──────── DATA EXTRACT

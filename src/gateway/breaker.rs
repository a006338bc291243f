//! # 供应商熔断器
//!
//! 三态熔断，按供应商隔离故障：
//! - CLOSED: 正常放行
//! - OPEN: 处罚期内，调度必须跳过
//! - HALF_OPEN: 处罚期已过，等待探测确认恢复
//!
//! 处罚时长从 30 分钟起，连续失败逐次翻倍，封顶 4 小时。
//! 连续失败达到阈值时向外示意触发一次模型重同步。

use std::collections::hash_map::DefaultHasher;
use std::collections::HashMap;
use std::hash::{Hash, Hasher};
use std::sync::{Mutex, RwLock};

use serde::Serialize;

use crate::dao::now_ms;

const SHARD_COUNT: usize = 8;

#[derive(Debug, Clone)]
pub struct BreakerConfig {
    pub initial_penalty_ms: i64,
    pub max_penalty_ms: i64,
    /// 连续失败达到该值时请求一次模型重同步
    pub resync_threshold: u32,
    /// 两次重同步请求之间的最短间隔
    pub resync_cooldown_ms: i64,
}

impl Default for BreakerConfig {
    fn default() -> Self {
        Self {
            initial_penalty_ms: 30 * 60_000,
            max_penalty_ms: 4 * 60 * 60_000,
            resync_threshold: 3,
            resync_cooldown_ms: 10 * 60_000,
        }
    }
}

#[derive(Debug, Clone, Copy, PartialEq, Eq, Serialize)]
#[serde(rename_all = "snake_case")]
pub enum BreakerState {
    Closed,
    Open,
    HalfOpen,
}

impl BreakerState {
    pub fn as_str(&self) -> &'static str {
        match self {
            BreakerState::Closed => "closed",
            BreakerState::Open => "open",
            BreakerState::HalfOpen => "half_open",
        }
    }
}

#[derive(Debug, Clone, Default)]
struct BreakerEntry {
    consecutive_failures: u32,
    /// 0 表示从未受罚
    current_penalty_ms: i64,
    /// 0 表示当前没有处罚期
    penalty_until: i64,
    probe_in_flight: bool,
    last_resync_at: i64,
}

impl BreakerEntry {
    fn state_at(&self, now: i64) -> BreakerState {
        if self.penalty_until == 0 {
            BreakerState::Closed
        } else if now < self.penalty_until {
            BreakerState::Open
        } else {
            BreakerState::HalfOpen
        }
    }
}

/// 一次失败登记的结果
#[derive(Debug, Clone)]
pub struct FailureVerdict {
    pub state: BreakerState,
    pub consecutive_failures: u32,
    pub penalty_ms: i64,
    pub penalty_until: i64,
    /// 达到阈值且冷却期已过，调用方应安排一次模型重同步
    pub should_resync: bool,
}

/// 管理接口暴露的状态视图
#[derive(Debug, Clone, Serialize)]
pub struct BreakerStatus {
    pub provider_id: String,
    pub state: BreakerState,
    pub consecutive_failures: u32,
    pub current_penalty_ms: i64,
    pub penalty_until: i64,
    pub retry_in_ms: i64,
}

pub struct CircuitBreaker {
    config: RwLock<BreakerConfig>,
    shards: Vec<Mutex<HashMap<String, BreakerEntry>>>,
}

impl Default for CircuitBreaker {
    fn default() -> Self {
        Self::new(BreakerConfig::default())
    }
}

impl CircuitBreaker {
    pub fn new(config: BreakerConfig) -> Self {
        Self {
            config: RwLock::new(config),
            shards: (0..SHARD_COUNT).map(|_| Mutex::new(HashMap::new())).collect(),
        }
    }

    /// 运行时更新处罚参数（管理接口改 settings 后调用）
    pub fn set_config(&self, config: BreakerConfig) {
        *self.config.write().unwrap() = config;
    }

    pub fn config(&self) -> BreakerConfig {
        self.config.read().unwrap().clone()
    }

    fn shard(&self, provider_id: &str) -> &Mutex<HashMap<String, BreakerEntry>> {
        let mut hasher = DefaultHasher::new();
        provider_id.hash(&mut hasher);
        &self.shards[(hasher.finish() as usize) % SHARD_COUNT]
    }

    pub fn state(&self, provider_id: &str) -> BreakerState {
        self.state_at(provider_id, now_ms())
    }

    pub fn state_at(&self, provider_id: &str, now: i64) -> BreakerState {
        let shard = self.shard(provider_id).lock().unwrap();
        shard
            .get(provider_id)
            .map(|entry| entry.state_at(now))
            .unwrap_or(BreakerState::Closed)
    }

    /// 登记一次计罚失败（上游 5xx/超时/配额类）
    pub fn on_failure(&self, provider_id: &str) -> FailureVerdict {
        self.on_failure_at(provider_id, now_ms())
    }

    pub fn on_failure_at(&self, provider_id: &str, now: i64) -> FailureVerdict {
        let config = self.config();
        let mut shard = self.shard(provider_id).lock().unwrap();
        let entry = shard.entry(provider_id.to_string()).or_default();

        entry.consecutive_failures += 1;
        entry.current_penalty_ms = if entry.current_penalty_ms <= 0 {
            config.initial_penalty_ms
        } else if entry.consecutive_failures == 1 {
            // 成功后被折半过的处罚值保留记忆，首个失败不翻倍
            entry.current_penalty_ms.max(config.initial_penalty_ms)
        } else {
            (entry.current_penalty_ms * 2).min(config.max_penalty_ms)
        };
        entry.penalty_until = now + entry.current_penalty_ms;
        entry.probe_in_flight = false;

        let should_resync = entry.consecutive_failures >= config.resync_threshold
            && (entry.last_resync_at == 0
                || now - entry.last_resync_at > config.resync_cooldown_ms);
        if should_resync {
            entry.last_resync_at = now;
        }

        FailureVerdict {
            state: entry.state_at(now),
            consecutive_failures: entry.consecutive_failures,
            penalty_ms: entry.current_penalty_ms,
            penalty_until: entry.penalty_until,
            should_resync,
        }
    }

    /// 登记一次成功
    pub fn on_success(&self, provider_id: &str) {
        self.on_success_at(provider_id, now_ms());
    }

    pub fn on_success_at(&self, provider_id: &str, now: i64) {
        let config = self.config();
        let mut shard = self.shard(provider_id).lock().unwrap();
        let Some(entry) = shard.get_mut(provider_id) else { return };

        match entry.state_at(now) {
            BreakerState::HalfOpen => {
                // 恢复确认，全部复位
                entry.consecutive_failures = 0;
                entry.current_penalty_ms = config.initial_penalty_ms;
                entry.penalty_until = 0;
                entry.probe_in_flight = false;
            }
            BreakerState::Closed => {
                entry.consecutive_failures = 0;
                if entry.current_penalty_ms > config.initial_penalty_ms {
                    entry.current_penalty_ms =
                        (entry.current_penalty_ms / 2).max(config.initial_penalty_ms);
                }
            }
            BreakerState::Open => {
                // 处罚期内不应有流量，留给探测处理
            }
        }
    }

    /// 申请探测权，同一供应商同时只允许一个探测在途
    pub fn try_begin_probe(&self, provider_id: &str) -> bool {
        self.try_begin_probe_at(provider_id, now_ms())
    }

    pub fn try_begin_probe_at(&self, provider_id: &str, now: i64) -> bool {
        let mut shard = self.shard(provider_id).lock().unwrap();
        let Some(entry) = shard.get_mut(provider_id) else { return false };
        if entry.state_at(now) != BreakerState::HalfOpen || entry.probe_in_flight {
            return false;
        }
        entry.probe_in_flight = true;
        true
    }

    /// 探测完成；成功复位，失败按失败转移继续翻倍
    pub fn finish_probe(&self, provider_id: &str, ok: bool) -> Option<FailureVerdict> {
        self.finish_probe_at(provider_id, ok, now_ms())
    }

    pub fn finish_probe_at(&self, provider_id: &str, ok: bool, now: i64) -> Option<FailureVerdict> {
        {
            let mut shard = self.shard(provider_id).lock().unwrap();
            if let Some(entry) = shard.get_mut(provider_id) {
                entry.probe_in_flight = false;
            }
        }
        if ok {
            self.on_success_at(provider_id, now);
            None
        } else {
            Some(self.on_failure_at(provider_id, now))
        }
    }

    /// 管理接口手动复位
    pub fn reset(&self, provider_id: &str) {
        let mut shard = self.shard(provider_id).lock().unwrap();
        shard.remove(provider_id);
    }

    /// 供应商删除时回收状态
    pub fn remove(&self, provider_id: &str) {
        self.reset(provider_id);
    }

    /// 导出全部状态
    pub fn all_status(&self) -> Vec<BreakerStatus> {
        self.all_status_at(now_ms())
    }

    pub fn all_status_at(&self, now: i64) -> Vec<BreakerStatus> {
        let mut out = Vec::new();
        for shard in &self.shards {
            let shard = shard.lock().unwrap();
            for (id, entry) in shard.iter() {
                out.push(BreakerStatus {
                    provider_id: id.clone(),
                    state: entry.state_at(now),
                    consecutive_failures: entry.consecutive_failures,
                    current_penalty_ms: entry.current_penalty_ms,
                    penalty_until: entry.penalty_until,
                    retry_in_ms: (entry.penalty_until - now).max(0),
                });
            }
        }
        out.sort_by(|a, b| a.provider_id.cmp(&b.provider_id));
        out
    }
}

#[cfg(test)]
mod tests {
    use super::*;

    const INITIAL: i64 = 30 * 60_000;
    const CAP: i64 = 4 * 60 * 60_000;

    #[test]
    fn first_failure_opens_with_initial_penalty() {
        let breaker = CircuitBreaker::default();
        let verdict = breaker.on_failure_at("p1", 0);
        assert_eq!(verdict.state, BreakerState::Open);
        assert_eq!(verdict.penalty_ms, INITIAL);
        assert_eq!(verdict.penalty_until, INITIAL);
        assert_eq!(breaker.state_at("p1", 1), BreakerState::Open);
    }

    #[test]
    fn second_failure_doubles_not_quadruples() {
        let breaker = CircuitBreaker::default();
        breaker.on_failure_at("p1", 0);
        let verdict = breaker.on_failure_at("p1", INITIAL + 1);
        assert_eq!(verdict.penalty_ms, INITIAL * 2);
    }

    #[test]
    fn penalty_is_capped() {
        let breaker = CircuitBreaker::default();
        let mut last = 0;
        for i in 0..12 {
            let verdict = breaker.on_failure_at("p1", i);
            last = verdict.penalty_ms;
            assert!(last >= INITIAL && last <= CAP);
        }
        assert_eq!(last, CAP);
    }

    #[test]
    fn doubling_follows_powers_of_two() {
        let breaker = CircuitBreaker::default();
        for k in 1..=5 {
            let verdict = breaker.on_failure_at("p1", 0);
            let expected = (INITIAL * (1 << (k - 1))).min(CAP);
            assert_eq!(verdict.penalty_ms, expected);
        }
    }

    #[test]
    fn open_becomes_half_open_after_penalty() {
        let breaker = CircuitBreaker::default();
        let verdict = breaker.on_failure_at("p1", 0);
        assert_eq!(breaker.state_at("p1", verdict.penalty_until - 1), BreakerState::Open);
        assert_eq!(breaker.state_at("p1", verdict.penalty_until), BreakerState::HalfOpen);
    }

    #[test]
    fn probe_success_resets_everything() {
        let breaker = CircuitBreaker::default();
        breaker.on_failure_at("p1", 0);
        breaker.on_failure_at("p1", 1);
        let half_open_at = INITIAL * 2 + 1;
        assert!(breaker.try_begin_probe_at("p1", half_open_at));
        // 探测在途时不允许第二个探测
        assert!(!breaker.try_begin_probe_at("p1", half_open_at));
        breaker.finish_probe_at("p1", true, half_open_at + 10);
        assert_eq!(breaker.state_at("p1", half_open_at + 11), BreakerState::Closed);

        let verdict = breaker.on_failure_at("p1", half_open_at + 20);
        assert_eq!(verdict.penalty_ms, INITIAL);
    }

    #[test]
    fn probe_failure_keeps_doubling() {
        let breaker = CircuitBreaker::default();
        breaker.on_failure_at("p1", 0);
        let half_open_at = INITIAL;
        assert!(breaker.try_begin_probe_at("p1", half_open_at));
        let verdict = breaker.finish_probe_at("p1", false, half_open_at).unwrap();
        assert_eq!(verdict.penalty_ms, INITIAL * 2);
        assert_eq!(verdict.state, BreakerState::Open);
    }

    #[test]
    fn recovery_restarts_penalty_at_initial() {
        let breaker = CircuitBreaker::default();
        for _ in 0..3 {
            breaker.on_failure_at("p1", 0);
        }
        // 处罚期过后探测成功，penalty 回到 initial
        let after = CAP + 1;
        assert!(breaker.try_begin_probe_at("p1", after));
        breaker.finish_probe_at("p1", true, after);

        // 再次失败从 initial 起步
        let verdict = breaker.on_failure_at("p1", after + 1);
        assert_eq!(verdict.penalty_ms, INITIAL);
    }

    #[test]
    fn resync_requested_at_threshold_once_per_cooldown() {
        let breaker = CircuitBreaker::default();
        assert!(!breaker.on_failure_at("p1", 0).should_resync);
        assert!(!breaker.on_failure_at("p1", 1).should_resync);
        assert!(breaker.on_failure_at("p1", 2).should_resync);
        // 冷却期内不再触发
        assert!(!breaker.on_failure_at("p1", 3).should_resync);
        // 冷却期过后允许再次触发
        assert!(breaker.on_failure_at("p1", 3 + 10 * 60_000 + 1).should_resync);
    }

    #[test]
    fn unknown_provider_is_closed() {
        let breaker = CircuitBreaker::default();
        assert_eq!(breaker.state_at("nobody", 0), BreakerState::Closed);
    }
}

────────────────

**EXERCISE BRIEF:** Copy out the lines above exactly, beginning at the one that contains "use std::collections::hash_map::DefaultHasher;" and ending at the one that contains "max_penalty_ms: 4 *".

**ANSWER BOX:**
use std::collections::hash_map::DefaultHasher;
use std::collections::HashMap;
use std::hash::{Hash, Hasher};
use std::sync::{Mutex, RwLock};

use serde::Serialize;

use crate::dao::now_ms;

const SHARD_COUNT: usize = 8;

#[derive(Debug, Clone)]
pub struct BreakerConfig {
    pub initial_penalty_ms: i64,
    pub max_penalty_ms: i64,
    /// 连续失败达到该值时请求一次模型重同步
    pub resync_threshold: u32,
    /// 两次重同步请求之间的最短间隔
    pub resync_cooldown_ms: i64,
}

impl Default for BreakerConfig {
    fn default() -> Self {
        Self {
            initial_penalty_ms: 30 * 60_000,
            max_penalty_ms: 4 * 60 * 60_000,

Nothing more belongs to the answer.